WORK TASK ▸ Repeat only the stretch of lines below that runs from the line with "impl std::iter::FusedIterator for" through the line with "pub type GroupTable", unaltered.

>>>>

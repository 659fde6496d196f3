// Copyright 2024 OctoFHIR Team
//
// Licensed under the Apache License, Version 2.0 (the "License");
// you may not use this file except in compliance with the License.
// You may obtain a copy of the License at
//
//     http://www.apache.org/licenses/LICENSE-2.0
//
// Unless required by applicable law or agreed to in writing, software
// distributed under the License is distributed on an "AS IS" BASIS,
// WITHOUT WARRANTIES OR CONDITIONS OF ANY KIND, either express or implied.
// See the License for the specific language governing permissions and
// limitations under the License.

//! Per-stage iteration state machine
//!
//! A stage starts `Unrealized`, builds its upstream pull chain on the first
//! pull, and ends `Exhausted` after the last element or the first error.
//! Exhausted stages never restart; iterating the sequence again builds a new
//! stage.

use std::fmt;

use super::sequence::Sequence;
use crate::error::Result;
use crate::model::Entry;

/// Boxed pull chain of a realized stage
pub type Pull = Box<dyn Iterator<Item = Result<Entry>>>;

/// Observable state of a stage
#[derive(Debug, Clone, Copy, PartialEq, Eq)]
pub enum StageStatus {
    /// Nothing pulled yet
    Unrealized,
    /// Pull chain built, elements remain
    Iterating,
    /// Finished (end reached or error raised)
    Exhausted,
}

enum StageState {
    Unrealized(Sequence),
    Iterating(Pull),
    Exhausted,
}

/// Single-pass iterator over a sequence stage
pub struct StageIterator {
    state: StageState,
}

impl StageIterator {
    pub(crate) fn new(sequence: Sequence) -> Self {
        Self {
            state: StageState::Unrealized(sequence),
        }
    }

    /// Current state of the stage
    pub fn status(&self) -> StageStatus {
        match self.state {
            StageState::Unrealized(_) => StageStatus::Unrealized,
            StageState::Iterating(_) => StageStatus::Iterating,
            StageState::Exhausted => StageStatus::Exhausted,
        }
    }
}

impl fmt::Debug for StageIterator {
    fn fmt(&self, f: &mut fmt::Formatter<'_>) -> fmt::Result {
        f.debug_struct("StageIterator")
            .field("status", &self.status())
            .finish()
    }
}

impl Iterator for StageIterator {
    type Item = Result<Entry>;

    fn next(&mut self) -> Option<Self::Item> {
        loop {
            match std::mem::replace(&mut self.state, StageState::Exhausted) {
                StageState::Unrealized(sequence) => match sequence.realize() {
                    Ok(pull) => self.state = StageState::Iterating(pull),
                    Err(err) => return Some(Err(err)),
                },
                StageState::Iterating(mut pull) => {
                    return match pull.next() {
                        Some(Ok(entry)) => {
                            self.state = StageState::Iterating(pull);
                            Some(Ok(entry))
                        }
                        Some(Err(err)) => Some(Err(err)),
                        None => None,
                    };
                }
                StageState::Exhausted => return None,
            }
        }
    }
}

impl std::iter::FusedIterator for StageIterator {}
// Copyright 2024 OctoFHIR Team
//
// Licensed under the Apache License, Version 2.0 (the "License");
// you may not use this file except in compliance with the License.
// You may obtain a copy of the License at
//
//     http://www.apache.org/licenses/LICENSE-2.0
//
// Unless required by applicable law or agreed to in writing, software
// distributed under the License is distributed on an "AS IS" BASIS,
// WITHOUT WARRANTIES OR CONDITIONS OF ANY KIND, either express or implied.
// See the License for the specific language governing permissions and
// limitations under the License.

//! Equality-keyed grouping

use indexmap::IndexMap;
use rustc_hash::FxBuildHasher;

use super::Function;
use crate::error::Result;
use crate::model::{CollectionFactory, Entry, Value};

/// Group table keyed by group key in first-seen order
pub type GroupTable = IndexMap<Value, Vec<Entry>, FxBuildHasher>;

/// Partition entries into groups in a single pass
///
/// Each group keeps the original `(key, value)` pairs in their relative order.
pub fn group_entries(
    entries: impl IntoIterator<Item = Result<Entry>>,
    key_function: &Function,
) -> Result<GroupTable> {
    let mut groups = GroupTable::default();
    for entry in entries {
        let (key, value) = entry?;
        let group_key = key_function(&[value.clone(), key.clone()])?;
        group_key.ensure_hashable("groupBy")?;
        groups.entry(group_key).or_default().push((key, value));
    }
    Ok(groups)
}

/// Turn a group table into output entries `group key => group collection`
pub fn build_groups(groups: GroupTable, factory: &dyn CollectionFactory) -> Vec<Entry> {
    groups
        .into_iter()
        .map(|(group_key, members)| (group_key, factory.construct_like(members)))
        .collect()
}

#[cfg(test)]
mod tests {
    use super::*;
    use crate::error::QueryError;
    use crate::model::{ArrayFactory, OrderedMap};
    use crate::pipeline::function;
    use pretty_assertions::assert_eq;

    #[test]
    fn test_group_by_parity() {
        let entries = (1..=10).map(|n| Ok((Value::Int(n - 1), Value::Int(n))));
        let parity = function(|args| Ok(Value::Bool(args[0].as_int().unwrap_or(0) % 2 == 0)));
        let groups = build_groups(group_entries(entries, &parity).unwrap(), &ArrayFactory);

        assert_eq!(groups.len(), 2);
        assert_eq!(groups[0].0, Value::Bool(false));
        let odd: Vec<Value> = groups[0].1.as_array().unwrap().values().cloned().collect();
        assert_eq!(odd, [1, 3, 5, 7, 9].map(Value::Int).to_vec());
        let even = groups[1].1.as_array().unwrap();
        assert_eq!(
            even.keys().cloned().collect::<Vec<_>>(),
            [1, 3, 5, 7, 9].map(Value::Int).to_vec()
        );
    }

    #[test]
    fn test_composite_keys_group_by_value() {
        let entries = ["a", "b", "a"].into_iter().enumerate().map(|(i, s)| {
            Ok((Value::from(i), Value::string(s)))
        });
        let composite = function(|args| {
            Ok(Value::array(OrderedMap::from_values([args[0].clone(), Value::Int(1)])))
        });
        let groups = group_entries(entries, &composite).unwrap();
        assert_eq!(groups.len(), 2);
    }

    #[test]
    fn test_nan_group_key_fails() {
        let entries = [Ok((Value::Int(0), Value::Int(1)))];
        let nan = function(|_| Ok(Value::Float(f64::NAN)));
        let err = group_entries(entries, &nan).unwrap_err();
        assert!(matches!(err, QueryError::IncomparableKey { .. }));
    }
}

<<<<

RESPONSE TO THIS TASK ▸
impl std::iter::FusedIterator for StageIterator {}
// Copyright 2024 OctoFHIR Team
//
// Licensed under the Apache License, Version 2.0 (the "License");
// you may not use this file except in compliance with the License.
// You may obtain a copy of the License at
//
//     http://www.apache.org/licenses/LICENSE-2.0
//
// Unless required by applicable law or agreed to in writing, software
// distributed under the License is distributed on an "AS IS" BASIS,
// WITHOUT WARRANTIES OR CONDITIONS OF ANY KIND, either express or implied.
// See the License for the specific language governing permissions and
// limitations under the License.

//! Equality-keyed grouping

use indexmap::IndexMap;
use rustc_hash::FxBuildHasher;

use super::Function;
use crate::error::Result;
use crate::model::{CollectionFactory, Entry, Value};

/// Group table keyed by group key in first-seen order
pub type GroupTable = IndexMap<Value, Vec<Entry>, FxBuildHasher>;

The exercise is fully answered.